Supplied records Block Start

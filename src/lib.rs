//! ViewText - input resolution engine for text-grid layouts
//!
//! Named inputs are resolved against a render context: dotted context
//! paths, constants, host expressions and computed operations over other
//! inputs, with transforms, validation and per-render caching.
//!
//! ```
//! use std::sync::Arc;
//! use serde_json::json;
//! use viewtext::{config::{Format, InputsConfig}, BasicEvaluator, InputTable, Node, Resolver};
//!
//! let config = InputsConfig::parse(r#"
//!     [inputs.temp_c]
//!     context_key = "weather.temp"
//!
//!     [inputs.temp_f]
//!     operation = "celsius_to_fahrenheit"
//!     sources = ["temp_c"]
//! "#, Format::Toml).unwrap();
//! let table = InputTable::from_config(&config, &BasicEvaluator::new()).unwrap();
//! let resolver = Resolver::new(Arc::new(table));
//!
//! let context = Node::from(json!({"weather": {"temp": 100}}));
//! let mut render = resolver.render(&context);
//! assert_eq!(render.resolve("temp_f").unwrap().into_value(), Some(json!(212.0)));
//! ```

pub mod config;
pub mod context;
pub mod engine;
pub mod error;
pub mod expr;
pub mod input;
pub mod ops;
pub mod path;
pub mod scaffold;
pub mod template;
pub mod validation;
pub mod value;

pub use context::{Accessible, HostObject, Node};
pub use engine::{Render, Resolved, Resolver};
pub use error::{FixSuggestion, Result, ViewError};
pub use expr::{BasicEvaluator, ExpressionEvaluator};
pub use input::{InputDefinition, InputKind, InputTable, Transform};
pub use validation::{OnError, Outcome, ValidationSpec, ValueType};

Supplied records Block End

(Goal of the exercise) Your reply should be nothing but the lines from the one containing "pub mod error;" through the last line above, copied exactly; please include both ends.

(Answer to this problem)
pub mod error;
pub mod expr;
pub mod input;
pub mod ops;
pub mod path;
pub mod scaffold;
pub mod template;
pub mod validation;
pub mod value;

pub use context::{Accessible, HostObject, Node};
pub use engine::{Render, Resolved, Resolver};
pub use error::{FixSuggestion, Result, ViewError};
pub use expr::{BasicEvaluator, ExpressionEvaluator};
pub use input::{InputDefinition, InputKind, InputTable, Transform};
pub use validation::{OnError, Outcome, ValidationSpec, ValueType};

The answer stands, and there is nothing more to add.